■ About this task
Return, word for word, only the lines from the one containing "edits, nearest first." through the last line of the entries.

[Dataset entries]
use std::io::BufRead;
use std::path::Path;
use std::time::Instant;

use tracing::{debug, info, warn};

use crate::config::EngineConfig;
use crate::error::{LadderError, Result};
use crate::graph::{Graph, NodeId};
use crate::index::PathIndex;
use crate::rule::is_adjacent_words;
use crate::words::{load_words, normalize, read_words};

/// Summary of engine state.
#[derive(Debug, Clone)]
pub struct EngineStats {
    pub vertex_count: usize,
    pub edge_count: usize,
    pub graph_memory_bytes: usize,
    pub precomputed: bool,
    /// Ordered pairs with a stored path, self-pairs included. None before precompute.
    pub reachable_pairs: Option<usize>,
    pub index_memory_bytes: Option<usize>,
    pub precompute_ms: Option<f64>,
}

/// Word graph plus its all-pairs shortest path index.
///
/// Lifecycle: `populate` (or `add_word`) builds the graph, `precompute`
/// sweeps it, then path and distance queries read the index. Any graph
/// change drops the index until the next `precompute`.
pub struct PathEngine {
    graph: Graph,
    index: Option<PathIndex>,
    precompute_ms: Option<f64>,
    config: EngineConfig,
}

impl PathEngine {
    pub fn new() -> Self {
        Self::with_config(EngineConfig::default())
    }

    pub fn with_config(config: EngineConfig) -> Self {
        Self {
            graph: Graph::new(),
            index: None,
            precompute_ms: None,
            config,
        }
    }

    pub fn graph(&self) -> &Graph {
        &self.graph
    }

    pub fn is_precomputed(&self) -> bool {
        self.index.is_some()
    }

    /// Add every word from `words` and connect it to its one-edit neighbors.
    ///
    /// Words are normalized first; blanks and repeats are skipped. Returns the
    /// number of vertices added.
    pub fn populate<I, S>(&mut self, words: I) -> usize
    where
        I: IntoIterator<Item = S>,
        S: AsRef<str>,
    {
        let start = Instant::now();
        let mut added = 0usize;
        let mut skipped = 0usize;

        for raw in words {
            match self.add_word(raw.as_ref()) {
                Ok(_) => added += 1,
                Err(e) => {
                    debug!(word = raw.as_ref(), error = %e, "skipping word");
                    skipped += 1;
                }
            }
        }

        info!(
            added,
            skipped,
            vertices = self.graph.node_count(),
            edges = self.graph.edge_count(),
            elapsed_ms = start.elapsed().as_secs_f64() * 1000.0,
            "populated word graph"
        );
        added
    }

    /// Populate from a line-oriented reader. Nothing is added if reading fails.
    pub fn populate_from_reader<R: BufRead>(&mut self, reader: R) -> Result<usize> {
        let words = read_words(reader).collect::<std::io::Result<Vec<_>>>()?;
        Ok(self.populate(words))
    }

    /// Populate from a word file, one word per line.
    pub fn populate_from_path(&mut self, path: impl AsRef<Path>) -> Result<usize> {
        let words = load_words(path)?;
        Ok(self.populate(words))
    }

    /// Insert a single word and link it to every existing one-edit neighbor.
    pub fn add_word(&mut self, word: &str) -> Result<NodeId> {
        let word = normalize(word).ok_or(LadderError::EmptyLabel)?;
        let id = self.graph.insert_vertex(&word)?;

        // Each unordered pair is evaluated once: when its later word arrives.
        let neighbors: Vec<NodeId> = self
            .graph
            .nodes()
            .filter(|&(other, label)| other != id && is_adjacent_words(&word, label))
            .map(|(other, _)| other)
            .collect();
        for n in neighbors {
            self.graph.link(id, n);
        }

        self.invalidate();
        Ok(id)
    }

    /// Remove a word and its edges.
    pub fn remove_word(&mut self, word: &str) -> Result<()> {
        let word = normalize(word).ok_or(LadderError::EmptyLabel)?;
        if !self.graph.remove_vertex(&word) {
            return Err(LadderError::InvalidVertex(word));
        }
        self.invalidate();
        Ok(())
    }

    fn invalidate(&mut self) {
        if self.index.take().is_some() {
            debug!("graph changed, path index dropped");
        }
        self.precompute_ms = None;
    }

    /// Sweep from every vertex and store the resulting path index.
    pub fn precompute(&mut self) -> Result<()> {
        if self.graph.is_empty() {
            warn!("precompute requested on an empty vocabulary");
            return Err(LadderError::EmptyVocabulary);
        }

        let used = self.graph.memory_usage();
        let max_mb = self.config.max_memory_mb;
        if used > max_mb.saturating_mul(1024 * 1024) {
            return Err(LadderError::MemoryLimit {
                used_mb: used.div_ceil(1024 * 1024),
                max_mb,
            });
        }

        let start = Instant::now();
        let parallel = self.config.use_parallel(self.graph.node_count());
        let index = PathIndex::build(&self.graph, parallel);
        let elapsed_ms = start.elapsed().as_secs_f64() * 1000.0;

        info!(
            roots = index.root_count(),
            reachable_pairs = index.reachable_pairs(),
            parallel,
            elapsed_ms,
            "precomputed shortest paths"
        );

        self.index = Some(index);
        self.precompute_ms = Some(elapsed_ms);
        Ok(())
    }

    fn index(&self) -> Result<&PathIndex> {
        self.index.as_ref().ok_or(LadderError::NotPrecomputed)
    }

    /// Normalize a query word and resolve it to its handle.
    fn resolve(&self, word: &str) -> Result<(NodeId, String)> {
        let label = normalize(word).ok_or_else(|| LadderError::InvalidVertex(word.to_string()))?;
        match self.graph.resolve(&label) {
            Some(id) => Ok((id, label)),
            None => Err(LadderError::InvalidVertex(label)),
        }
    }

    /// Words on one shortest ladder from `a` to `b`, both included.
    pub fn shortest_path(&self, a: &str, b: &str) -> Result<Vec<String>> {
        let index = self.index()?;
        let (from, from_label) = self.resolve(a)?;
        let (to, to_label) = self.resolve(b)?;
        let path = index.path(from, to).ok_or(LadderError::Unreachable {
            from: from_label,
            to: to_label,
        })?;
        Ok(path
            .into_iter()
            .filter_map(|id| self.graph.label(id).map(str::to_string))
            .collect())
    }

    /// Number of single edits on the shortest ladder from `a` to `b`.
    pub fn shortest_distance(&self, a: &str, b: &str) -> Result<usize> {
        let index = self.index()?;
        let (from, from_label) = self.resolve(a)?;
        let (to, to_label) = self.resolve(b)?;
        index
            .distance(from, to)
            .map(|d| d as usize)
            .ok_or(LadderError::Unreachable {
                from: from_label,
                to: to_label,
            })
    }

    /// Words reachable from `word` within `max_depth` edits, nearest first.
    pub fn neighborhood(&self, word: &str, max_depth: u32) -> Result<Vec<(String, u32)>> {
        let index = self.index()?;
        let (root, _) = self.resolve(word)?;
        let table = index.table(root).ok_or(LadderError::NotPrecomputed)?;
        Ok(table
            .within(max_depth)
            .into_iter()
            .filter_map(|(id, d)| self.graph.label(id).map(|l| (l.to_string(), d)))
            .collect())
    }

    pub fn stats(&self) -> EngineStats {
        EngineStats {
            vertex_count: self.graph.node_count(),
            edge_count: self.graph.edge_count(),
            graph_memory_bytes: self.graph.memory_usage(),
            precomputed: self.is_precomputed(),
            reachable_pairs: self.index.as_ref().map(|i| i.reachable_pairs()),
            index_memory_bytes: self.index.as_ref().map(|i| i.memory_usage()),
            precompute_ms: self.precompute_ms,
        }
    }
}

impl Default for PathEngine {
    fn default() -> Self {
        Self::new()
    }
}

■ Answer for this exercise
    /// Words reachable from `word` within `max_depth` edits, nearest first.
    pub fn neighborhood(&self, word: &str, max_depth: u32) -> Result<Vec<(String, u32)>> {
        let index = self.index()?;
        let (root, _) = self.resolve(word)?;
        let table = index.table(root).ok_or(LadderError::NotPrecomputed)?;
        Ok(table
            .within(max_depth)
            .into_iter()
            .filter_map(|(id, d)| self.graph.label(id).map(|l| (l.to_string(), d)))
            .collect())
    }

    pub fn stats(&self) -> EngineStats {
        EngineStats {
            vertex_count: self.graph.node_count(),
            edge_count: self.graph.edge_count(),
            graph_memory_bytes: self.graph.memory_usage(),
            precomputed: self.is_precomputed(),
            reachable_pairs: self.index.as_ref().map(|i| i.reachable_pairs()),
            index_memory_bytes: self.index.as_ref().map(|i| i.memory_usage()),
            precompute_ms: self.precompute_ms,
        }
    }
}

impl Default for PathEngine {
    fn default() -> Self {
        Self::new()
    }
}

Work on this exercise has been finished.